:: MATERIAL FOR THIS TASK ::
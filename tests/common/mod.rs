//! Shared utilities for integration testing.

use std::future::pending;
use std::net::SocketAddr;
use std::sync::atomic::{AtomicU32, Ordering};
use std::sync::{Arc, Mutex};

use tokio::io::{AsyncReadExt, AsyncWriteExt};
use tokio::net::TcpListener;

use bandwidth_hero_proxy::config::ProxyConfig;
use bandwidth_hero_proxy::http::HttpServer;

/// Canned reply for a mock origin server.
#[derive(Clone)]
pub struct OriginReply {
    pub status: u16,
    pub headers: Vec<(String, String)>,
    pub body: Vec<u8>,
}

impl OriginReply {
    pub fn ok(content_type: &str, body: Vec<u8>) -> Self {
        Self {
            status: 200,
            headers: vec![("content-type".into(), content_type.into())],
            body,
        }
    }
}

/// Handle to a running mock origin.
pub struct MockOrigin {
    pub addr: SocketAddr,
    hits: Arc<AtomicU32>,
    request_heads: Arc<Mutex<Vec<String>>>,
}

impl MockOrigin {
    pub fn hits(&self) -> u32 {
        self.hits.load(Ordering::SeqCst)
    }

    /// Raw request heads (start line + headers) seen so far.
    pub fn request_heads(&self) -> Vec<String> {
        self.request_heads.lock().unwrap().clone()
    }

    pub fn url(&self, path: &str) -> String {
        format!("http://{}{}", self.addr, path)
    }
}

/// Start a mock origin that answers every request with the given reply.
pub async fn start_origin(reply: OriginReply) -> MockOrigin {
    let listener = TcpListener::bind("127.0.0.1:0").await.unwrap();
    let addr = listener.local_addr().unwrap();
    let hits = Arc::new(AtomicU32::new(0));
    let request_heads = Arc::new(Mutex::new(Vec::new()));

    let origin = MockOrigin {
        addr,
        hits: hits.clone(),
        request_heads: request_heads.clone(),
    };

    tokio::spawn(async move {
        loop {
            let Ok((mut socket, _)) = listener.accept().await else {
                break;
            };
            let reply = reply.clone();
            let hits = hits.clone();
            let request_heads = request_heads.clone();
            tokio::spawn(async move {
                // GET requests only: read until the end of the head.
                let mut head = Vec::new();
                let mut buf = [0u8; 1024];
                while !head.windows(4).any(|w| w == b"\r\n\r\n") {
                    match socket.read(&mut buf).await {
                        Ok(0) | Err(_) => break,
                        Ok(n) => head.extend_from_slice(&buf[..n]),
                    }
                }
                hits.fetch_add(1, Ordering::SeqCst);
                request_heads
                    .lock()
                    .unwrap()
                    .push(String::from_utf8_lossy(&head).into_owned());

                let status_text = match reply.status {
                    200 => "200 OK",
                    204 => "204 No Content",
                    404 => "404 Not Found",
                    500 => "500 Internal Server Error",
                    _ => "200 OK",
                };
                let mut response = format!("HTTP/1.1 {status_text}\r\n");
                for (name, value) in &reply.headers {
                    response.push_str(&format!("{name}: {value}\r\n"));
                }
                response.push_str(&format!(
                    "content-length: {}\r\nconnection: close\r\n\r\n",
                    reply.body.len()
                ));
                let _ = socket.write_all(response.as_bytes()).await;
                let _ = socket.write_all(&reply.body).await;
                let _ = socket.shutdown().await;
            });
        }
    });

    origin
}

/// Start the proxy with the given config on an ephemeral port.
pub async fn spawn_proxy(config: ProxyConfig) -> SocketAddr {
    let listener = TcpListener::bind("127.0.0.1:0").await.unwrap();
    let addr = listener.local_addr().unwrap();
    let server = HttpServer::new(config).unwrap();
    tokio::spawn(async move {
        let _ = server.run(listener, pending()).await;
    });
    addr
}

/// Deterministic noisy PNG bytes; noise keeps the file from collapsing to a
/// few bytes so size thresholds are actually exercised.
pub fn test_png(width: u32, height: u32) -> Vec<u8> {
    let img = image::RgbImage::from_fn(width, height, |x, y| {
        image::Rgb([
            (x.wrapping_mul(31) ^ y.wrapping_mul(17)) as u8,
            (x.wrapping_add(y).wrapping_mul(53)) as u8,
            (x ^ y) as u8,
        ])
    });
    let mut bytes = Vec::new();
    image::DynamicImage::ImageRgb8(img)
        .write_to(
            &mut std::io::Cursor::new(&mut bytes),
            image::ImageFormat::Png,
        )
        .unwrap();
    bytes
}

/// Client that never follows redirects, so 302s can be asserted directly.
pub fn test_client() -> reqwest::Client {
    reqwest::Client::builder()
        .redirect(reqwest::redirect::Policy::none())
        .no_proxy()
        .build()
        .unwrap()
}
:::
§ **WHAT YOU HAVE TO DO**
Look through the data above. Copy every line with the string "tokio" in it.

§ **SOLUTION TO THE EXERCISE**
use tokio::io::{AsyncReadExt, AsyncWriteExt};
use tokio::net::TcpListener;
    tokio::spawn(async move {
            tokio::spawn(async move {
    tokio::spawn(async move {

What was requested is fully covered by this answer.